What’s the point of my sketchbooks then? I enjoyed being challenged  by Marina Grechanik who asked us ‘why are you drawing this?’ in her workshop.

Is there a story I want to tell? Something I want to point out? Or am I just drawing whatever is in front of me? Am I making a visual diary? Is each page part of a longer narrative or a self contained instant? Am I going to use the sketches in some way?

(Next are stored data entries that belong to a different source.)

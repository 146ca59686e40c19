//! # Init Command
//!
//! Scaffolds a fresh homelab repository, or verifies an existing one. On an
//! existing repository the legacy `disabled_services` migration runs here
//! (harmless when there is nothing to migrate).

use anyhow::Result;
use clap::Args;

use homelabctl::filesystem;
use homelabctl::inventory;
use homelabctl::paths::RepoLayout;

/// Initialize a new homelab repository or verify an existing one
#[derive(Args, Debug)]
pub struct InitArgs {}

pub fn execute(_args: InitArgs) -> Result<()> {
    let layout = RepoLayout::current()?;

    if !filesystem::is_repository(&layout) {
        println!("No homelab repository found. Initializing new repository...");

        filesystem::initialize_repository(&layout)?;

        println!();
        println!("✓ Repository initialized successfully!");
        println!();
        println!("Created structure:");
        println!("  stacks/           - Place your stack definitions here");
        println!("  enabled/          - Symlinks to enabled stacks");
        println!("  inventory/        - Your environment configuration");
        println!("  secrets/          - Encrypted secrets");
        println!("  .gitignore        - Protects sensitive files");
        println!("  README.md         - Getting started guide");
        println!();
        println!("Next steps:");
        println!("  1. Create stack definitions in stacks/");
        println!("  2. Enable stacks: homelabctl enable <stack>");
        println!("  3. Configure: edit inventory/vars.yaml");
        println!("  4. Deploy: homelabctl deploy");

        return Ok(());
    }

    println!("Verifying homelab repository structure...");
    filesystem::verify_repository(&layout)?;

    inventory::migrate_legacy_disabled_services(&layout)?;

    let enabled = filesystem::enabled_stacks(&layout)?;
    println!("✓ Repository structure valid");
    println!("✓ Found {} enabled stack(s)", enabled.len());

    Ok(())
}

Does it have to have a point at all? Isn’t it about looking at the world from new perspectives, learning to see? Learning a new skill?

So far I can list the personal benefits of sketching. It’s absorbing, in the moment, challenging, and creative. It makes me look at my environment rather than glide through it inattentively. It can often be fun. It brings me into contact with a large and varied group of people and has been the starting point of some lovely friendships.

It provokes lots of thoughts connecting different aspects of my life – hence this blog. It challenges me to do more, in different ways, to develop and grow rather than recycle what I can already do and know – so life affirming!

But despite this impressive list, I do still come back to the ‘what’s the point?” question. The idea that urban sketching could make some contribution to the community still hovers around. I admire Len Grant’s sketches of food bank users in Manchester, for example, or Richard Johnson’s sketches and conversations with the homeless. The urban environment shapes so many lives. Looking at it critically, sketching it, can make visible  the people and things that often get ignored.

I was disappointed not to be able to get to the ‘ Loitering with Intent” exhibition at the Public History Museum  whilst in Manchester. Here are a group of people discovering the urban environment through walking together, noticing CCTV cameras, ‘no entry’ signs, the fences and obstructions that control movement in the city, demolition and construction. Finding the history as they walk and realising what has been lost and found as they go along. How fascinating to link urban sketching into this sort of project!